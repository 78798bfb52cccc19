//! Frame input collaborator
//!
//! One snapshot of discrete events and held movement keys per frame,
//! gathered before the core updates. The session never touches the
//! windowing layer directly, which keeps it steppable from tests.

use macroquad::prelude::{is_key_down, is_key_pressed, is_quit_requested, KeyCode};

/// Input snapshot for one frame
#[derive(Debug, Clone, Copy, Default)]
pub struct FrameInput {
    /// Window close / quit requested
    pub quit: bool,
    /// Jump key went down this frame
    pub jump: bool,
    /// Pause key went down this frame
    pub pause: bool,
    /// Held movement: -1.0 left, 1.0 right, 0.0 none
    pub move_dir: f32,
}

impl FrameInput {
    /// Poll macroquad's keyboard and window state
    pub fn poll() -> Self {
        let mut move_dir = 0.0;
        if is_key_down(KeyCode::Left) || is_key_down(KeyCode::A) {
            move_dir -= 1.0;
        }
        if is_key_down(KeyCode::Right) || is_key_down(KeyCode::D) {
            move_dir += 1.0;
        }
        Self {
            quit: is_quit_requested(),
            jump: is_key_pressed(KeyCode::Space)
                || is_key_pressed(KeyCode::Up)
                || is_key_pressed(KeyCode::W),
            pause: is_key_pressed(KeyCode::P) || is_key_pressed(KeyCode::Escape),
            move_dir,
        }
    }

    /// A snapshot with nothing pressed (tests, paused frames)
    pub fn idle() -> Self {
        Self::default()
    }
}
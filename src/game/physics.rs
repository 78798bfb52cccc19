//! Physics & collision engine
//!
//! Frame-stepped, tuned for a fixed 90 FPS tick: every constant here is a
//! per-frame delta, so the simulation is deterministic given a stable frame
//! rate and never reads a clock. The session calls these in a fixed order;
//! none of them run while the helicopter lift is carrying the player.

use super::coin::Coin;
use super::geom::Rect;
use super::helicopter::Helicopter;
use super::platform::{Platform, PlatformKind};
use super::player::{Player, PLAYER_SIZE};
use super::VIEW_W;

/// Downward acceleration per frame
pub const GRAVITY: f32 = 0.5;

/// Vertical velocity set by a jump (negative is up)
pub const JUMP_VELOCITY: f32 = -12.0;

/// Spring platforms launch at this multiple of the jump impulse
pub const SPRING_FACTOR: f32 = 1.5;

/// Horizontal speed while a movement key is held
pub const PLAYER_SPEED: f32 = 6.0;

/// Frames after session start during which the initial jump is allowed
/// even though the player has not landed yet (1.5 s at 90 FPS)
pub const INITIAL_JUMP_GRACE_FRAMES: u64 = 135;

/// Apply held movement keys to horizontal velocity and facing
pub fn apply_move_input(player: &mut Player, dir: f32) {
    player.vel_x = dir * PLAYER_SPEED;
    if dir > 0.0 {
        player.facing_right = true;
    } else if dir < 0.0 {
        player.facing_right = false;
    }
}

/// Jump if grounded, or once during the spawn grace window. Returns whether
/// the jump fired.
pub fn try_jump(player: &mut Player, frame: u64) -> bool {
    let grace = frame < INITIAL_JUMP_GRACE_FRAMES && player.initial_jump;
    if !player.on_ground && !grace {
        return false;
    }
    player.vel_y = JUMP_VELOCITY;
    player.on_ground = false;
    player.initial_jump = false;
    player.jump_count += 1;
    true
}

/// Integrate one frame: gravity into velocity, velocity into position,
/// horizontal clamp to the viewport (no wraparound). Records the previous
/// bottom edge for landing resolution.
pub fn integrate(player: &mut Player) {
    player.prev_bottom = player.rect.bottom();
    player.vel_y += GRAVITY;
    player.rect.y += player.vel_y;
    player.rect.x += player.vel_x;
    player.rect.clamp_x(0.0, VIEW_W);
}

/// Resolve landings against every intersecting platform.
///
/// A landing requires downward motion AND that the previous frame's bottom
/// was at or above the platform top, which rejects side clips. On landing
/// the player snaps to the top, loses vertical velocity and becomes
/// grounded; the platform kind then gets its say: springs relaunch at 1.5x
/// the jump impulse, disappearing platforms start their decay on first
/// contact.
pub fn resolve_landings(player: &mut Player, platforms: &mut [Platform], frame: u64) {
    player.on_ground = false;
    for platform in platforms.iter_mut() {
        let landing = player.rect.overlaps(&platform.rect)
            && player.vel_y > 0.0
            && player.prev_bottom <= platform.rect.y;
        if !landing {
            continue;
        }
        player.rect.y = platform.rect.y - PLAYER_SIZE;
        player.vel_y = 0.0;
        player.on_ground = true;
        match platform.kind {
            PlatformKind::Spring { .. } => {
                player.vel_y = JUMP_VELOCITY * SPRING_FACTOR;
                player.on_ground = false;
                platform.compress();
            }
            PlatformKind::Disappearing { .. } => platform.activate(frame),
            PlatformKind::Normal => {}
        }
    }
}

/// Count platforms the player has newly cleared: bottom strictly above the
/// platform top, `counted` not yet set. Each platform scores exactly once.
pub fn count_passed(player: &Player, platforms: &mut [Platform]) -> u32 {
    let mut passed = 0;
    for platform in platforms.iter_mut() {
        if !platform.counted && player.rect.bottom() < platform.rect.y {
            platform.counted = true;
            passed += 1;
        }
    }
    passed
}

/// Remove and return every coin the player's box currently touches
pub fn collect_coins(player_rect: &Rect, coins: &mut Vec<Coin>) -> Vec<Coin> {
    let mut picked = Vec::new();
    coins.retain(|coin| {
        if player_rect.overlaps(&coin.rect) {
            picked.push(coin.clone());
            false
        } else {
            true
        }
    });
    picked
}

/// Take the first non-vanishing helicopter the player touches out of the
/// live set. List order decides ties between overlapping helicopters; that
/// order is deterministic within a generation pass.
pub fn pickup_helicopter(
    player_rect: &Rect,
    helicopters: &mut Vec<Helicopter>,
) -> Option<Helicopter> {
    let idx = helicopters
        .iter()
        .position(|h| !h.is_vanishing() && player_rect.overlaps(&h.rect))?;
    Some(helicopters.remove(idx))
}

-.-.-

- _Work task_:
Using only the entries above, output the line with "key is held", the line with "pub const INITIAL_JUMP_GRACE_FRAMES: u64", and all lines between them, exactly as they stand.

- _Result of the task_:
/// Horizontal speed while a movement key is held
pub const PLAYER_SPEED: f32 = 6.0;

/// Frames after session start during which the initial jump is allowed
/// even though the player has not landed yet (1.5 s at 90 FPS)
pub const INITIAL_JUMP_GRACE_FRAMES: u64 = 135;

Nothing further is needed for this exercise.